What do the Manhattan Project, your frying pan, and the Hartbeespoort Dam have in common? The answer is PFAS (Part One)
A 2021 study found the presence of Per-and Polyfluroalkyl substances in the Hartebeespoort Dam. The dam was already one of the worst examples of eutrophication in the country, and pollution from domestic and industrial effluent have made the dam a source of very poor quality water. (Photo: Wikipedia)

Polyfluoroalkyl, also known as forever chemicals, contamination is global, and they’re getting all the way to our water, right here in South Africa.


This tale begins in the 1930s in the United States of America, and it starts with Roy J Plunkett.

Plunkett was born during the Great Depression and, in 1936, after receiving his doctorate in chemistry, he went to work for the EI DuPont de Nemours and Company (commonly known at that time as DuPont, and now known as DowDuPont).

Just two years after starting at DuPont, in April of 1938, Dr Plunkett made an accidental discovery while working with gases related to refrigerants. A frozen and compressed sample of tetrafluoroethylene had polymerised (combined) spontaneously into a white waxy solid — polytetrafluoroethylene (PTFE).

PTFE is a polymer — that is, a long chainlike molecule — and it is made up of carbon and fluorine atoms. Fluorine bonds so strongly with the carbon that other atoms cannot break in, so they simply slide across the surface.

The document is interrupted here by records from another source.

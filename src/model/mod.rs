pub mod brain_dump;
pub mod config;
pub mod focus;
pub mod habit;
pub mod task;
pub mod workspace;

pub use brain_dump::*;
pub use config::*;
pub use focus::*;
pub use habit::*;
pub use task::*;
pub use workspace::*;
fn cmd_focus(cmd: FocusCmd, ctx: &Ctx<'_>) -> CmdResult {
    match cmd.action {
        FocusAction::Start { task } => {
            let mut w = Writer::open(ctx)?;
            let task_id = task.as_deref().map(|t| resolve_task(&w.ws.tasks, t)).transpose()?;
            let id = focus_ops::start_session(&mut w.ws.focus, task_id, ctx.clock)?;
            w.save(&[Slot::Focus])?;
            print_created(ctx, id)
        }
        FocusAction::Distract { text } => {
            let mut w = Writer::open(ctx)?;
            let text = join_words(&text);
            let description = (!text.trim().is_empty()).then_some(text);
            let id = focus_ops::add_distraction(&mut w.ws.focus, description, ctx.clock)
                .ok_or("no focus session running (start one with `ff focus start`)")?;
            w.save(&[Slot::Focus])?;
            let count = w.ws.focus.current.as_ref().map_or(0, |s| s.distractions.len());
            if ctx.json {
                return print_json(&CreatedJson { id });
            }
            println!("distraction logged ({} this session)", count);
            Ok(())
        }
        FocusAction::End { notes, rating } => {
            let rating = rating
                .map(|r| Rating::new(r).ok_or_else(|| format!("rating must be 1-5, got {}", r)))
                .transpose()?;
            let mut w = Writer::open(ctx)?;
            let ended = focus_ops::end_session(&mut w.ws.focus, notes, rating, ctx.clock)
                .ok_or("no focus session running")?;
            w.save(&[Slot::Focus])?;
            print_ended(ctx, &ended)
        }
        FocusAction::Status => {
            let ws = load_read_only(ctx)?;
            let elapsed = focus_ops::elapsed_minutes(&ws.focus, ctx.clock);
            if ctx.json {
                return print_json(&FocusStatusJson {
                    running: ws.focus.current.is_some(),
                    session: ws.focus.current.as_ref(),
                    elapsed_minutes: elapsed,
                });
            }
            match (&ws.focus.current, elapsed) {
                (Some(s), Some(m)) => {
                    let task = s
                        .task_id
                        .and_then(|t| ws.tasks.tasks.get(&t))
                        .map(|t| format!(" on {}", t.title))
                        .unwrap_or_default();
                    println!(
                        "focusing{} for {} min, {} distractions",
                        task,
                        m,
                        s.distractions.len()
                    );
                }
                _ => println!("no focus session running"),
            }
            Ok(())
        }
        FocusAction::Stats => {
            let ws = load_read_only(ctx)?;
            let stats = focus_ops::stats(&ws.focus, ctx.clock);
            if ctx.json {
                return print_json(&stats);
            }
            println!("sessions: {}", stats.sessions);
            println!("total focus: {} min", stats.total_minutes);
            println!("average session: {} min", stats.average_minutes);
            println!("average distractions: {:.1}", stats.average_distractions);
            println!("achievements: {}", stats.achievements);
            if stats.in_progress {
                println!("a session is running");
            }
            Ok(())
        }
        FocusAction::Today { date } => {
            let ws = load_read_only(ctx)?;
            let day = match date.as_deref() {
                Some(d) => parse_day(d, ctx.clock)?,
                None => ctx.clock.today(),
            };
            let sessions = focus_ops::sessions_on(&ws.focus, day);
            if ctx.json {
                return print_json(&sessions);
            }
            let total: i64 = sessions.iter().map(|s| s.duration_minutes).sum();
            for s in &sessions {
                println!("{}", format_session_line(s));
            }
            println!("{} sessions, {} min on {}", sessions.len(), total, day);
            Ok(())
        }
        FocusAction::Achievements { all } => {
            let ws = load_read_only(ctx)?;
            let limit = if all { usize::MAX } else { RECENT_ACHIEVEMENTS };
            let recent = focus_ops::recent_achievements(&ws.focus, limit);
            if ctx.json {
                return print_json(&recent);
            }
            if recent.is_empty() {
                println!("no achievements yet");
            }
            for a in recent {
                println!("{}", format_achievement_line(a));
            }
            Ok(())
        }
    }
}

Plunkett and his team discovered that PTFE was “the most slippery material in existence” and would not dissolve in acetone, ether, or concentrated sulfuric acid. It could withstand extreme temperatures — cold up to -240°C and heat up to 260°C. In fact, it was virtually indestructible.

Exactly the type of discovery you need just before a World War, especially when you’re trying to create an atomic bomb.

Soon, the existence of PTFE was made known to US Army General Leslie Groves, the director of the Manhattan Project. Groves commissioned DuPont to design a plant that would use PTFE on the seals and gaskets of pipes, to see if it would finally stop the powerful weapons-grade uranium (uranium hexafluoride) from corroding everything it came into contact with and producing dangerous health risks for those exposed. PTFE was just the chemical they were looking for. A forever chemical.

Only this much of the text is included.